Le premier est un escroc minable, clochardisé, infirme et malade vivant d'expédients
et de larcins, alors que le deuxième, candide et un peu nigaud, croyait que sa
mine de bellâtre, sa jeunesse vigoureuse, son stetson, sa veste à franges et
ses bottes de cowboy lui permettaient de quitter son Texas natal pour vendre
ses charmes à des femmes argentées et d'un âge certain, ne demandant que cela
parce que fascinées par le mythe du cowboy viril. Dans une société où il ne
peut y avoir de salut qu'individuel, leur compréhension mutuelle d'une aide
réciproque va sceller une amitié, d'abord conflictuelle, puis progressivement
fraternelle. S'impose alors une narration à deux voix nous décrivant deux
figures aux ailes brûlées, désillusionnées, paupérisées, dérivant dans les
quartiers les plus sordides de la ville. La terre promise new-yorkaise se
révélant une jungle urbaine oppressante, la Floride et son soleil permanent
serviront alors de boussole fantasmée à ces deux perdants, ces laissés- pour-compte,
exclus du miroir aux alouettes qu'est l'american
way of life. Débarrassé de ses habits de cowboy qui étaient censés lui
permettre de se lancer, à rebours des premiers colons, à la conquête de l'Est,
Joe vient d'acheter pour Rico et lui, des chemises de plage plus conformes au
climat et à la culture de la Floride, pour se lancer cette fois-ci, à la
conquête du Sud. « Il doit y avoir un
moyen plus facile pour gagner sa vie, un genre de travail au grand air »
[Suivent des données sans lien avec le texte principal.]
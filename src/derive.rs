//! Column derivation
//!
//! This module derives per-record columns at load time:
//! - Code relabelling (numeric swing codes to stroke labels)
//! - Linear combinations with optional absolute value (impact penalties, PIQ)
//! - Category concatenation (swing type + hand into a stroke label)

use serde::{Deserialize, Serialize};
use std::collections::BTreeMap;

use crate::error::FusionError;
use crate::types::{Record, Stream, Value};

fn default_coefficient() -> f64 {
    1.0
}

/// Numeric code to label table for one column
#[derive(Debug, Clone, PartialEq, Serialize, Deserialize)]
pub struct LabelSpec {
    pub column: String,
    /// Column receiving the labels; relabels in place when absent
    #[serde(default)]
    pub output: Option<String>,
    pub codes: BTreeMap<String, String>,
}

/// One term of a linear derivation
#[derive(Debug, Clone, PartialEq, Serialize, Deserialize)]
pub struct LinearTerm {
    pub column: String,
    #[serde(default = "default_coefficient")]
    pub coefficient: f64,
    /// Take the absolute value of the column before weighting
    #[serde(default)]
    pub abs: bool,
}

/// A derived column specification
#[derive(Debug, Clone, PartialEq, Serialize, Deserialize)]
#[serde(tag = "kind", rename_all = "snake_case")]
pub enum DeriveSpec {
    /// `constant + Σ coefficient · (|x| or x)`
    Linear {
        name: String,
        terms: Vec<LinearTerm>,
        #[serde(default)]
        constant: f64,
    },
    /// Concatenate the textual form of several columns
    Concat {
        name: String,
        columns: Vec<String>,
        #[serde(default)]
        separator: String,
    },
}

impl DeriveSpec {
    pub fn name(&self) -> &str {
        match self {
            DeriveSpec::Linear { name, .. } | DeriveSpec::Concat { name, .. } => name,
        }
    }

    fn inputs(&self) -> Vec<&str> {
        match self {
            DeriveSpec::Linear { terms, .. } => terms.iter().map(|t| t.column.as_str()).collect(),
            DeriveSpec::Concat { columns, .. } => columns.iter().map(String::as_str).collect(),
        }
    }
}

/// Lookup key for a code cell: integral numbers print without a fraction
pub(crate) fn code_key(value: &Value) -> Option<String> {
    match value {
        Value::Number(v) if v.fract() == 0.0 && v.is_finite() => Some(format!("{}", *v as i64)),
        Value::Number(v) => Some(v.to_string()),
        Value::Category(s) => Some(s.clone()),
        Value::Time(_) | Value::Unmatched => None,
    }
}

/// Column deriver for relabelled and computed columns
pub struct ColumnDeriver;

impl ColumnDeriver {
    /// Apply label tables, then derivations in declaration order
    pub fn apply(
        stream: &Stream,
        labels: &[LabelSpec],
        derive: &[DeriveSpec],
    ) -> Result<Stream, FusionError> {
        if labels.is_empty() && derive.is_empty() {
            return Ok(stream.clone());
        }

        for label in labels {
            stream.require_column(&label.column)?;
        }

        let mut records: Vec<Record> = stream.records().to_vec();
        for label in labels {
            let target = label.output.as_deref().unwrap_or(&label.column);
            for record in &mut records {
                let relabelled = record
                    .get(&label.column)
                    .map(|v| relabel(v, &label.codes))
                    .unwrap_or(Value::Unmatched);
                record.columns.insert(target.to_string(), relabelled);
            }
        }

        for spec in derive {
            for record in &mut records {
                let value = derive_value(stream.name(), record, spec)?;
                record.columns.insert(spec.name().to_string(), value);
            }
        }

        Ok(stream.derive(records))
    }
}

fn relabel(value: &Value, codes: &BTreeMap<String, String>) -> Value {
    code_key(value)
        .and_then(|key| codes.get(&key))
        .map(|label| Value::Category(label.clone()))
        .unwrap_or_else(|| value.clone())
}

fn derive_value(stream: &str, record: &Record, spec: &DeriveSpec) -> Result<Value, FusionError> {
    for column in spec.inputs() {
        match record.get(column) {
            None => {
                return Err(FusionError::schema(
                    stream,
                    format!("'{}' needs column '{}'", spec.name(), column),
                ))
            }
            Some(Value::Unmatched) => return Ok(Value::Unmatched),
            Some(_) => {}
        }
    }

    match spec {
        DeriveSpec::Linear { name, terms, constant } => {
            let mut total = *constant;
            for term in terms {
                let v = record.number(&term.column).ok_or_else(|| {
                    FusionError::schema(
                        stream,
                        format!("'{}' needs numeric column '{}'", name, term.column),
                    )
                })?;
                let v = if term.abs { v.abs() } else { v };
                total += term.coefficient * v;
            }
            Ok(Value::Number(total))
        }
        DeriveSpec::Concat { columns, separator, .. } => {
            let parts: Vec<String> = columns
                .iter()
                .filter_map(|c| record.get(c).and_then(code_key))
                .collect();
            Ok(Value::Category(parts.join(separator)))
        }
    }
}

#[cfg(test)]
mod tests {
    use super::*;
    use chrono::{FixedOffset, TimeZone};

    fn swing(secs: i64, swing_type: f64, side: f64, x: f64, y: f64) -> Record {
        let t = FixedOffset::east_opt(0).unwrap().timestamp_opt(secs, 0).unwrap();
        Record::new(t)
            .with("swing_type", swing_type)
            .with("swing_side", side)
            .with("impact_position_x", x)
            .with("impact_position_y", y)
    }

    fn zepp() -> Stream {
        Stream::new(
            "zepp",
            "l_id",
            vec![swing(0, 3.0, 0.0, 0.5, -1.0), swing(1, 2.0, 1.0, -2.0, 0.25)],
        )
    }

    fn labels() -> Vec<LabelSpec> {
        vec![
            LabelSpec {
                column: "swing_type".into(),
                output: None,
                codes: [("2", "TOPSPIN"), ("3", "SERVE")]
                    .into_iter()
                    .map(|(k, v)| (k.to_string(), v.to_string()))
                    .collect(),
            },
            LabelSpec {
                column: "swing_side".into(),
                output: Some("hand_type".into()),
                codes: [("0", "FH"), ("1", "BH")]
                    .into_iter()
                    .map(|(k, v)| (k.to_string(), v.to_string()))
                    .collect(),
            },
        ]
    }

    #[test]
    fn test_labels_and_stroke_concat() {
        let derive = vec![DeriveSpec::Concat {
            name: "stroke".into(),
            columns: vec!["swing_type".into(), "hand_type".into()],
            separator: String::new(),
        }];
        let out = ColumnDeriver::apply(&zepp(), &labels(), &derive).unwrap();

        assert_eq!(out.records()[0].category("stroke"), Some("SERVEFH"));
        assert_eq!(out.records()[1].category("stroke"), Some("TOPSPINBH"));
        // in-place relabel keeps the source column name, output labels keep the code column
        assert_eq!(out.records()[0].category("swing_type"), Some("SERVE"));
        assert_eq!(out.records()[0].number("swing_side"), Some(0.0));
    }

    #[test]
    fn test_unlisted_code_kept() {
        let stream = Stream::new("zepp", "l_id", vec![swing(0, 9.0, 0.0, 0.0, 0.0)]);
        let out = ColumnDeriver::apply(&stream, &labels(), &[]).unwrap();
        assert_eq!(out.records()[0].number("swing_type"), Some(9.0));
    }

    #[test]
    fn test_linear_with_abs_penalty() {
        let derive = vec![
            DeriveSpec::Linear {
                name: "abs_imp".into(),
                terms: vec![
                    LinearTerm { column: "impact_position_x".into(), coefficient: -1.0, abs: true },
                    LinearTerm { column: "impact_position_y".into(), coefficient: -1.0, abs: true },
                ],
                constant: 0.0,
            },
            DeriveSpec::Linear {
                name: "diffxy".into(),
                terms: vec![
                    LinearTerm { column: "impact_position_x".into(), coefficient: 0.5, abs: false },
                    LinearTerm { column: "impact_position_y".into(), coefficient: -1.0, abs: false },
                ],
                constant: 0.0,
            },
        ];
        let out = ColumnDeriver::apply(&zepp(), &[], &derive).unwrap();

        assert_eq!(out.records()[0].number("abs_imp"), Some(-1.5));
        assert_eq!(out.records()[1].number("abs_imp"), Some(-2.25));
        assert_eq!(out.records()[0].number("diffxy"), Some(1.25));
    }

    #[test]
    fn test_missing_input_column_is_schema_mismatch() {
        let derive = vec![DeriveSpec::Linear {
            name: "PIQ".into(),
            terms: vec![LinearTerm { column: "SpeedScore".into(), coefficient: 1.0, abs: false }],
            constant: 0.0,
        }];
        let err = ColumnDeriver::apply(&zepp(), &[], &derive).unwrap_err();
        assert!(matches!(err, FusionError::SchemaMismatch { .. }));
    }
}
//! Run configuration
//!
//! Everything the fusion core needs to know about a run is supplied through a
//! single immutable [`FusionConfig`]: per-stream timestamp encodings and
//! validity bounds, per-join tolerance and clock skew, per-normalization
//! column pairs, and the category weight/multiplier tables. Nothing in the
//! core reads paths, offsets, or calibration constants from anywhere else.

use chrono::Duration;
use serde::{Deserialize, Serialize};
use std::collections::{BTreeMap, BTreeSet};

use crate::clock::{parse_offset, TimestampCodec};
use crate::composite::CompositeSpec;
use crate::derive::{DeriveSpec, LabelSpec};
use crate::error::FusionError;
use crate::join::UnmatchedPolicy;
use crate::normalize::MultiplierTable;
use crate::outlier::Bounds;
use crate::window::TimeWindow;

fn default_true() -> bool {
    true
}

fn default_reference_offset() -> String {
    "+00:00".to_string()
}

/// Largest accepted join tolerance or clock skew, in milliseconds (one day)
pub const MAX_JOIN_OFFSET_MS: i64 = 86_400_000;

fn default_utc() -> String {
    "+00:00".to_string()
}

/// How a stream encodes its native timestamps
#[derive(Debug, Clone, PartialEq, Serialize, Deserialize)]
#[serde(tag = "kind", rename_all = "snake_case")]
pub enum TimestampEncoding {
    /// Integer epoch count; `units_per_second` is the divisor to seconds
    /// (1000 for milliseconds, 10000 for Babolat ticks, 10^9 for nanoseconds)
    Epoch { units_per_second: i64 },
    /// Wall-clock text in a chrono `strftime` format (or `rfc3339`),
    /// interpreted at the given source UTC offset
    Text {
        format: String,
        #[serde(default = "default_utc")]
        utc_offset: String,
    },
}

/// Per-stream preparation settings
#[derive(Debug, Clone, PartialEq, Serialize, Deserialize)]
pub struct StreamConfig {
    /// Stable stream name used by steps to refer to it
    pub name: String,
    /// Row field holding the native timestamp
    pub time_column: String,
    /// Native timestamp encoding
    pub encoding: TimestampEncoding,
    /// Exclusive validity bounds applied before any join or normalization
    #[serde(default)]
    pub bounds: Bounds,
    /// Inclusive session window; rows outside are discarded
    #[serde(default)]
    pub window: Option<TimeWindow>,
    /// Numeric code to label tables
    #[serde(default)]
    pub labels: Vec<LabelSpec>,
    /// Derived columns computed at load time
    #[serde(default)]
    pub derive: Vec<DeriveSpec>,
    /// Drop rows carrying a null field
    #[serde(default = "default_true")]
    pub drop_incomplete: bool,
    /// Drop exact duplicate rows
    #[serde(default)]
    pub dedupe: bool,
}

/// Reference to a column of a named stream
#[derive(Debug, Clone, PartialEq, Eq, Serialize, Deserialize)]
pub struct ColumnRef {
    pub stream: String,
    pub column: String,
}

/// Pairwise nearest-time join
#[derive(Debug, Clone, PartialEq, Serialize, Deserialize)]
pub struct JoinStep {
    pub left: String,
    pub right: String,
    /// Name under which the joined stream is registered
    pub output: String,
    /// Maximum allowed time gap for a match (inclusive)
    pub tolerance_ms: i64,
    /// Clock skew of the left stream for this join; corrected = decoded - skew
    #[serde(default)]
    pub left_skew_ms: i64,
    /// Clock skew of the right stream for this join
    #[serde(default)]
    pub right_skew_ms: i64,
    #[serde(default)]
    pub unmatched: UnmatchedPolicy,
    /// Right-side columns to carry into the output; all of them when absent
    #[serde(default, skip_serializing_if = "Option::is_none")]
    pub columns: Option<Vec<String>>,
}

impl JoinStep {
    fn validate(&self, idx: usize) -> Result<(), FusionError> {
        if !(0..=MAX_JOIN_OFFSET_MS).contains(&self.tolerance_ms) {
            return Err(FusionError::InvalidConfig(format!(
                "step {}: tolerance_ms must be within [0, {}], got {}",
                idx, MAX_JOIN_OFFSET_MS, self.tolerance_ms
            )));
        }
        for (field, skew) in [("left_skew_ms", self.left_skew_ms), ("right_skew_ms", self.right_skew_ms)] {
            if !(-MAX_JOIN_OFFSET_MS..=MAX_JOIN_OFFSET_MS).contains(&skew) {
                return Err(FusionError::InvalidConfig(format!(
                    "step {}: {} must be within ±{}, got {}",
                    idx, field, MAX_JOIN_OFFSET_MS, skew
                )));
            }
        }
        Ok(())
    }

    pub fn tolerance(&self) -> Duration {
        Duration::milliseconds(self.tolerance_ms)
    }

    pub fn left_skew(&self) -> Duration {
        Duration::milliseconds(self.left_skew_ms)
    }

    pub fn right_skew(&self) -> Duration {
        Duration::milliseconds(self.right_skew_ms)
    }
}

/// Min-max mapping of `source` into the observed range of `reference`
///
/// The result is written back to the source stream as `output_column`.
#[derive(Debug, Clone, PartialEq, Serialize, Deserialize)]
pub struct NormalizeStep {
    pub reference: ColumnRef,
    pub source: ColumnRef,
    pub output_column: String,
    #[serde(default)]
    pub multipliers: Option<MultiplierTable>,
}

/// Rescale a column into [0, 1]
#[derive(Debug, Clone, PartialEq, Serialize, Deserialize)]
pub struct UnitScaleStep {
    pub stream: String,
    pub column: String,
    pub output_column: String,
}

/// Add a composite score column to a stream
#[derive(Debug, Clone, PartialEq, Serialize, Deserialize)]
pub struct CompositeStep {
    pub stream: String,
    #[serde(flatten)]
    pub spec: CompositeSpec,
}

/// Apply outlier bounds to an already-built stream (e.g. a derived score)
#[derive(Debug, Clone, PartialEq, Serialize, Deserialize)]
pub struct FilterStep {
    pub stream: String,
    pub bounds: Bounds,
}

/// One pipeline step, executed in declaration order
#[derive(Debug, Clone, PartialEq, Serialize, Deserialize)]
#[serde(tag = "step", rename_all = "snake_case")]
pub enum StepConfig {
    Join(JoinStep),
    Normalize(NormalizeStep),
    UnitScale(UnitScaleStep),
    Composite(CompositeStep),
    Filter(FilterStep),
}

impl StepConfig {
    pub fn kind(&self) -> &'static str {
        match self {
            StepConfig::Join(_) => "join",
            StepConfig::Normalize(_) => "normalize",
            StepConfig::UnitScale(_) => "unit_scale",
            StepConfig::Composite(_) => "composite",
            StepConfig::Filter(_) => "filter",
        }
    }

    /// Streams read by this step
    fn inputs(&self) -> Vec<&str> {
        match self {
            StepConfig::Join(j) => vec![j.left.as_str(), j.right.as_str()],
            StepConfig::Normalize(n) => vec![n.reference.stream.as_str(), n.source.stream.as_str()],
            StepConfig::UnitScale(u) => vec![u.stream.as_str()],
            StepConfig::Composite(c) => vec![c.stream.as_str()],
            StepConfig::Filter(f) => vec![f.stream.as_str()],
        }
    }
}

/// Immutable configuration for one fusion run
#[derive(Debug, Clone, PartialEq, Serialize, Deserialize)]
pub struct FusionConfig {
    /// Reference UTC offset every canonical timestamp is expressed in
    #[serde(default = "default_reference_offset")]
    pub reference_offset: String,
    pub streams: Vec<StreamConfig>,
    #[serde(default)]
    pub steps: Vec<StepConfig>,
    /// Stream handed to the consumer once all steps have run
    pub output: String,
}

impl FusionConfig {
    /// Parse and validate a JSON configuration
    pub fn from_json(json: &str) -> Result<Self, FusionError> {
        let config: FusionConfig = serde_json::from_str(json)?;
        config.validate()?;
        Ok(config)
    }

    pub fn to_json_pretty(&self) -> Result<String, FusionError> {
        Ok(serde_json::to_string_pretty(self)?)
    }

    pub fn stream(&self, name: &str) -> Option<&StreamConfig> {
        self.streams.iter().find(|s| s.name == name)
    }

    /// Check the configuration before any data is touched
    pub fn validate(&self) -> Result<(), FusionError> {
        parse_offset(&self.reference_offset)?;

        let mut known: BTreeSet<&str> = BTreeSet::new();
        for stream in &self.streams {
            if stream.name.is_empty() {
                return Err(FusionError::InvalidConfig("stream name must not be empty".into()));
            }
            if !known.insert(stream.name.as_str()) {
                return Err(FusionError::InvalidConfig(format!(
                    "duplicate stream name '{}'",
                    stream.name
                )));
            }
            TimestampCodec::from_encoding(&stream.encoding)?;
            for (column, bound) in &stream.bounds {
                bound.validate(column)?;
            }
            if let Some(window) = &stream.window {
                window.validate()?;
            }
        }

        for (idx, step) in self.steps.iter().enumerate() {
            for input in step.inputs() {
                if !known.contains(input) {
                    return Err(FusionError::UnknownStream(format!(
                        "step {} ({}) reads '{}' before it is defined",
                        idx,
                        step.kind(),
                        input
                    )));
                }
            }
            match step {
                StepConfig::Join(join) => {
                    join.validate(idx)?;
                    known.insert(join.output.as_str());
                }
                StepConfig::Filter(filter) => {
                    for (column, bound) in &filter.bounds {
                        bound.validate(column)?;
                    }
                }
                StepConfig::Composite(composite) => {
                    if composite.spec.terms.is_empty() {
                        return Err(FusionError::InvalidConfig(format!(
                            "step {}: composite '{}' has no terms",
                            idx, composite.spec.name
                        )));
                    }
                }
                StepConfig::Normalize(_) | StepConfig::UnitScale(_) => {}
            }
        }

        if !known.contains(self.output.as_str()) {
            return Err(FusionError::UnknownStream(format!(
                "output stream '{}' is never produced",
                self.output
            )));
        }

        Ok(())
    }

    /// Example configuration covering the three-sensor tennis setup
    pub fn example() -> Result<Self, FusionError> {
        let example = r#"{
            "reference_offset": "-07:00",
            "streams": [
                {
                    "name": "zepp",
                    "time_column": "l_id",
                    "encoding": { "kind": "epoch", "units_per_second": 1000 },
                    "bounds": { "dbg_acc_1": { "max": 10000 }, "dbg_acc_3": { "max": 10000 } },
                    "labels": [
                        { "column": "swing_type", "codes": { "0": "SLICE", "1": "FLAT", "2": "TOPSPIN", "3": "SERVE", "4": "VOLLEY", "5": "SMASH" } },
                        { "column": "swing_side", "output": "hand_type", "codes": { "0": "FH", "1": "BH" } }
                    ],
                    "derive": [
                        { "kind": "concat", "name": "stroke", "columns": ["swing_type", "hand_type"] },
                        { "kind": "linear", "name": "abs_imp", "terms": [
                            { "column": "impact_position_x", "coefficient": -1, "abs": true },
                            { "column": "impact_position_y", "coefficient": -1, "abs": true }
                        ] }
                    ]
                },
                {
                    "name": "babolat",
                    "time_column": "time",
                    "encoding": { "kind": "epoch", "units_per_second": 10000 },
                    "dedupe": true,
                    "derive": [
                        { "kind": "linear", "name": "PIQ", "terms": [
                            { "column": "SpeedScore" }, { "column": "StyleScore" }, { "column": "EffectScore" }
                        ] }
                    ]
                },
                {
                    "name": "watch",
                    "time_column": "time",
                    "encoding": { "kind": "epoch", "units_per_second": 1000000000 }
                }
            ],
            "steps": [
                { "step": "normalize", "reference": { "stream": "babolat", "column": "EffectScore" },
                  "source": { "stream": "zepp", "column": "ball_spin" }, "output_column": "ZIQspin",
                  "multipliers": { "column": "stroke", "table": { "SERVEFH": 1.0 }, "default": 2.0 } },
                { "step": "normalize", "reference": { "stream": "babolat", "column": "SpeedScore" },
                  "source": { "stream": "zepp", "column": "racket_speed" }, "output_column": "ZIQspeed",
                  "multipliers": { "column": "stroke", "table": { "SERVEFH": 1.0 }, "default": 1.6 } },
                { "step": "normalize", "reference": { "stream": "babolat", "column": "StyleScore" },
                  "source": { "stream": "zepp", "column": "abs_imp" }, "output_column": "ZIQpos" },
                { "step": "composite", "stream": "zepp", "name": "ZIQ",
                  "terms": [ { "column": "ZIQspeed" }, { "column": "ZIQspin" }, { "column": "ZIQpos" } ],
                  "category_column": "stroke", "weights": { "SERVEFH": 0.9 } },
                { "step": "filter", "stream": "zepp", "bounds": { "ZIQ": { "max": 10000 } } },
                { "step": "join", "left": "zepp", "right": "babolat", "output": "racket",
                  "tolerance_ms": 5000, "right_skew_ms": 5000 },
                { "step": "join", "left": "watch", "right": "racket", "output": "merged",
                  "tolerance_ms": 5000, "left_skew_ms": -1000 },
                { "step": "normalize", "reference": { "stream": "zepp", "column": "dbg_acc_1" },
                  "source": { "stream": "merged", "column": "accelerationX" }, "output_column": "AccXNorm1" },
                { "step": "normalize", "reference": { "stream": "zepp", "column": "dbg_gyro_1" },
                  "source": { "stream": "merged", "column": "accelerationX" }, "output_column": "Gyro1Norm1" }
            ],
            "output": "merged"
        }"#;
        Self::from_json(example)
    }

    /// Names of all streams defined by the configuration, including join outputs
    pub fn stream_names(&self) -> BTreeMap<String, &'static str> {
        let mut names = BTreeMap::new();
        for stream in &self.streams {
            names.insert(stream.name.clone(), "input");
        }
        for step in &self.steps {
            if let StepConfig::Join(join) = step {
                names.insert(join.output.clone(), "join");
            }
        }
        names
    }
}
dit-il à Rico apparemment assoupi, la tête reposant sur la vitre. Mais c'est à
un mort qu'il s'adresse. Épuisé, vidé de ses forces, terrassé par la
tuberculose, Rico vient de rendre son dernier soupir, alors que le bus est sur
le point d'arriver à Miami. Ironiquement, les palmiers imprimés sur sa chemise
se superposent aux palmiers qui jalonnent la route longeant la mer. Le rêve de
Rico s'est enfin réalisé mais à titre posthume, et dès lors transparait cette
amertume qui submerge ceux qui ne peuvent réaliser leurs aspirations, faute de
se départir de ce fatalisme social et de cette inaptitude à maîtriser les codes
qui pourraient leur permettre de s'intégrer dans la société. En guise d'oraison
funèbre, Joe le serre contre lui dans un geste d'amour. Du taudis dans le Bronx
au soleil de Floride, l'itinéraire de Rico et de Joe se solde par un échec,
même si Joe n'est plus le même par rapport à son départ du Texas. Alors que son
premier voyage – déjà en bus – le lançait à la conquête du monde à la manière
d'un John Wayne, le deuxième le voit métamorphosé autant d'un point de vue
vestimentaire que mental. Conscient de la dureté du réel, il avance désormais
seul vers un hypothétique avenir. La mort de Rico et le regard vide de Joe,
parachevés par le fondu au noir qui clôt Macadam
cowboy (Midnight Cowboy, John
Schlesinger, 1969), enterrent définitivement l'espoir de liberté et de
prospérité, deux facteurs constitutifs du rêve américain.
L'ombre et la lumière chez William A. Wellman
La
Ville abandonnée (Yellow Sky, William Wellman,
1948) bénéficie d'un noir et blanc particulièrement soigné dont tout le mérite
revient encore une fois au directeur de la photographie Joseph MacDonald.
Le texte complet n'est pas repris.